- _About this task_:
Reproduce exactly the lines below from the one containing "self.element.attr(name).await.map_err(map_cmd_error)" through the one containing "fn append_xpath(selector: &Selector, out: &mut", including both, and nothing else.

####

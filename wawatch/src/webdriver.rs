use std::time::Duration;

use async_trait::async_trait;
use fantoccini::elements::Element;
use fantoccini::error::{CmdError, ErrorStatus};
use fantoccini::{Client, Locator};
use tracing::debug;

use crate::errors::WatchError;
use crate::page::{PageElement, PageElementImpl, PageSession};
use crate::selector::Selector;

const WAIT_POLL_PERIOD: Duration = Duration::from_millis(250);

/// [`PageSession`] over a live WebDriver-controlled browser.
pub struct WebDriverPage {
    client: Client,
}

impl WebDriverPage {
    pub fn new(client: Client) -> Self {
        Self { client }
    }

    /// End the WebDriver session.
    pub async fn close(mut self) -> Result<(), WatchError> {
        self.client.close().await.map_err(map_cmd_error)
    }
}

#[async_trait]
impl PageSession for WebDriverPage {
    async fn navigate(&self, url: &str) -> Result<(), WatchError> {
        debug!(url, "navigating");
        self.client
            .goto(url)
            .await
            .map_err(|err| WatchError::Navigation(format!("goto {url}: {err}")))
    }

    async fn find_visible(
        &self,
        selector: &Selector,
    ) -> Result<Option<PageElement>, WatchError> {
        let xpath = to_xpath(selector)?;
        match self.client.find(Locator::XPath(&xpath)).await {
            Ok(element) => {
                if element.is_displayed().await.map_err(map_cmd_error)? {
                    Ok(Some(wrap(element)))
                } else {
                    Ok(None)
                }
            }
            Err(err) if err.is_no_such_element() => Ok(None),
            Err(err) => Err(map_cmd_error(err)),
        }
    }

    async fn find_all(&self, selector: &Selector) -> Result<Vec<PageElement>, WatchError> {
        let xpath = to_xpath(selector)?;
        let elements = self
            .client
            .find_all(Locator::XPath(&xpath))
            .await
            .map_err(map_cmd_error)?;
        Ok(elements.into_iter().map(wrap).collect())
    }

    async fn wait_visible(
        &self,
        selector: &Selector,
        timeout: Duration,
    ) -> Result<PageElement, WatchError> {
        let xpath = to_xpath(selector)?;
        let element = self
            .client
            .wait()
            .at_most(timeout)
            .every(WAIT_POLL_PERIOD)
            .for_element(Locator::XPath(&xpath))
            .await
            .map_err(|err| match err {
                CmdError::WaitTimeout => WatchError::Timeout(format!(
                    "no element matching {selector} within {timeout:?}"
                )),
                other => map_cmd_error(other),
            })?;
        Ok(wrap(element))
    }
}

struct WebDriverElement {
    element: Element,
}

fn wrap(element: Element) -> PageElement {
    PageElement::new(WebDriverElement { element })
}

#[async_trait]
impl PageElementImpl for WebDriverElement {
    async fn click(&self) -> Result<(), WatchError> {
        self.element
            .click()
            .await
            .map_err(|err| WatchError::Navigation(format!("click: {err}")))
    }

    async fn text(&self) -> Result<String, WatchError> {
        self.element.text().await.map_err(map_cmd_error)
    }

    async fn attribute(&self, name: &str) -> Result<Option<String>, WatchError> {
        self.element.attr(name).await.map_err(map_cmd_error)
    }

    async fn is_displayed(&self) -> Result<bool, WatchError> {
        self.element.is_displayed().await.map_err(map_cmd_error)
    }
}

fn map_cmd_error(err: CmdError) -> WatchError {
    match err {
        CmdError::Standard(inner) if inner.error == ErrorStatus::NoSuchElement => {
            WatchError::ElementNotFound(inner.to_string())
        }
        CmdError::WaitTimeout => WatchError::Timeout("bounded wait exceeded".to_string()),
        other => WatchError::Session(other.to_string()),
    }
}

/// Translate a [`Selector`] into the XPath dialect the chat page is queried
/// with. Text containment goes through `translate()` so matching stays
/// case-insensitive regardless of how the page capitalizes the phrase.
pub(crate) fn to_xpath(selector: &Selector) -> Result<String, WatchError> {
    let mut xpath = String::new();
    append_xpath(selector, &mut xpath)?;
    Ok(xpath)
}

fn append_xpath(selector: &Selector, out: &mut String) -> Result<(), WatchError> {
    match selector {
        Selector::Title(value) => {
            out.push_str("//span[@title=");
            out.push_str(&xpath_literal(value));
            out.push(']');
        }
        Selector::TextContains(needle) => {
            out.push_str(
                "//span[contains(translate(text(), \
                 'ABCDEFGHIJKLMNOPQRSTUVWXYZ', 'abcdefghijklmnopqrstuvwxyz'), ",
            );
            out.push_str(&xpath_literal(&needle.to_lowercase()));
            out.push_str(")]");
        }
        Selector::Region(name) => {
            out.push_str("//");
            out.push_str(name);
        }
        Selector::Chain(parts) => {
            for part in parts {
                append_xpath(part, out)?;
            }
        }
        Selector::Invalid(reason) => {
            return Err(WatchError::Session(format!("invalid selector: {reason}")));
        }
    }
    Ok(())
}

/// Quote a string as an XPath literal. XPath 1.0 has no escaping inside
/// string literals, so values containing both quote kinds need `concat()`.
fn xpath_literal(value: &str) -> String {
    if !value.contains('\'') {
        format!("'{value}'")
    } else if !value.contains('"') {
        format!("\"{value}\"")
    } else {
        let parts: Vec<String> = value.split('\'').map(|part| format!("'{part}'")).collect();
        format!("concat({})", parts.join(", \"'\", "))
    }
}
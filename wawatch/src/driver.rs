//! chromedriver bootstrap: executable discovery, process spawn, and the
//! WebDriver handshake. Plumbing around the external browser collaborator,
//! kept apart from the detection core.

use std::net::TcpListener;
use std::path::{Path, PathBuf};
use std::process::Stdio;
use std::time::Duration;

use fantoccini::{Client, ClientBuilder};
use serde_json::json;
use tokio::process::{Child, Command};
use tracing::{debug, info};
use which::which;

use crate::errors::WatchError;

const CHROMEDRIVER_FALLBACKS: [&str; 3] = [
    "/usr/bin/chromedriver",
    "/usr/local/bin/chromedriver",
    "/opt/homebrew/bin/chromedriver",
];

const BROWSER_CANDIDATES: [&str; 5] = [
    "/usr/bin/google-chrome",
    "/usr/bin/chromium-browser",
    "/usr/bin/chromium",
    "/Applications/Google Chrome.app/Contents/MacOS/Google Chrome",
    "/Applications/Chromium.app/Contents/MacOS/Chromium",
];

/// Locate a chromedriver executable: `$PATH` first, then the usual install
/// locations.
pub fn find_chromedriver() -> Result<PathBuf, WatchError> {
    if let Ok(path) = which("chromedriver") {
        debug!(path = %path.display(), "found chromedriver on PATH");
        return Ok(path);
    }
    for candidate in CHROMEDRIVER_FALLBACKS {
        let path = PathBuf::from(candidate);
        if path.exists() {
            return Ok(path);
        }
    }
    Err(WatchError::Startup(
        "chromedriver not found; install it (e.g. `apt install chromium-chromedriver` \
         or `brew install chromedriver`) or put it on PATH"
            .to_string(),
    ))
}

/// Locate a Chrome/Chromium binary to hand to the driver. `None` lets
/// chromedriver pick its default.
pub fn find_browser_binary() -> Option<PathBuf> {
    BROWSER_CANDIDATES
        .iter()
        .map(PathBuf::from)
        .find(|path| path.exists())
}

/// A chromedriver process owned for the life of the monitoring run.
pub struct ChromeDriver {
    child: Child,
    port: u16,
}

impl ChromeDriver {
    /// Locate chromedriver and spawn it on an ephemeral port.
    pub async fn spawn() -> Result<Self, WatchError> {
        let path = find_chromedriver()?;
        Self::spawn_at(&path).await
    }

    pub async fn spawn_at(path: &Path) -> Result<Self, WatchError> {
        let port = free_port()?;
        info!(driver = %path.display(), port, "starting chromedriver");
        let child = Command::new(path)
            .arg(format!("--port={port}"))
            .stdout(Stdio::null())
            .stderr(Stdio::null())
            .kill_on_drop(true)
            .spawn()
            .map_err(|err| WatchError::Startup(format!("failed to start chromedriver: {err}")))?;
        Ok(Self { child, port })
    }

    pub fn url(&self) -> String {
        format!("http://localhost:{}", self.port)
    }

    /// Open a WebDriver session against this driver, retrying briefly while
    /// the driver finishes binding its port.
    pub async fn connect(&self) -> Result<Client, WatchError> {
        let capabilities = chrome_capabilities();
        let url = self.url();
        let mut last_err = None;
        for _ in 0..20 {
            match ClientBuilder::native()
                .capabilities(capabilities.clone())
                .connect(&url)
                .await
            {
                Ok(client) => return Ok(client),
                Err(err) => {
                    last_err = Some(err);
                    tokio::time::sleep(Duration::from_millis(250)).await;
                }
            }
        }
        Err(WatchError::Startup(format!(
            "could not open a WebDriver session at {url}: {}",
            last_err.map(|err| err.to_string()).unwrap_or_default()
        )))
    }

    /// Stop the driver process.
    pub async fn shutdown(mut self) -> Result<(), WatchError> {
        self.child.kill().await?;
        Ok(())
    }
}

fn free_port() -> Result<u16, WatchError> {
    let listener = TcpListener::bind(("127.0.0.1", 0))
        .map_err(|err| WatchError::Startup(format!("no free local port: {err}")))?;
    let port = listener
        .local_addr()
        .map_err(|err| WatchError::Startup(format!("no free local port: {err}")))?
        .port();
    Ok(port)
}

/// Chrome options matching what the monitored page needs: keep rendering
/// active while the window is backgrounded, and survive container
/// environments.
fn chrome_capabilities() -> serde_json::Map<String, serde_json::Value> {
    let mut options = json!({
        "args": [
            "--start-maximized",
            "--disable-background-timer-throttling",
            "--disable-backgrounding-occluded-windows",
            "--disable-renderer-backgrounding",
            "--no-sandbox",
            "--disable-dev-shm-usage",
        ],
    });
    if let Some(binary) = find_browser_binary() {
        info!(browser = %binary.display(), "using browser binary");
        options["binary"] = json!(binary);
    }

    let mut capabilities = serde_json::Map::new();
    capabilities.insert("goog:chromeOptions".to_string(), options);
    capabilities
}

####

- _Task response_:
        self.element.attr(name).await.map_err(map_cmd_error)
    }

    async fn is_displayed(&self) -> Result<bool, WatchError> {
        self.element.is_displayed().await.map_err(map_cmd_error)
    }
}

fn map_cmd_error(err: CmdError) -> WatchError {
    match err {
        CmdError::Standard(inner) if inner.error == ErrorStatus::NoSuchElement => {
            WatchError::ElementNotFound(inner.to_string())
        }
        CmdError::WaitTimeout => WatchError::Timeout("bounded wait exceeded".to_string()),
        other => WatchError::Session(other.to_string()),
    }
}

/// Translate a [`Selector`] into the XPath dialect the chat page is queried
/// with. Text containment goes through `translate()` so matching stays
/// case-insensitive regardless of how the page capitalizes the phrase.
pub(crate) fn to_xpath(selector: &Selector) -> Result<String, WatchError> {
    let mut xpath = String::new();
    append_xpath(selector, &mut xpath)?;
    Ok(xpath)
}

fn append_xpath(selector: &Selector, out: &mut String) -> Result<(), WatchError> {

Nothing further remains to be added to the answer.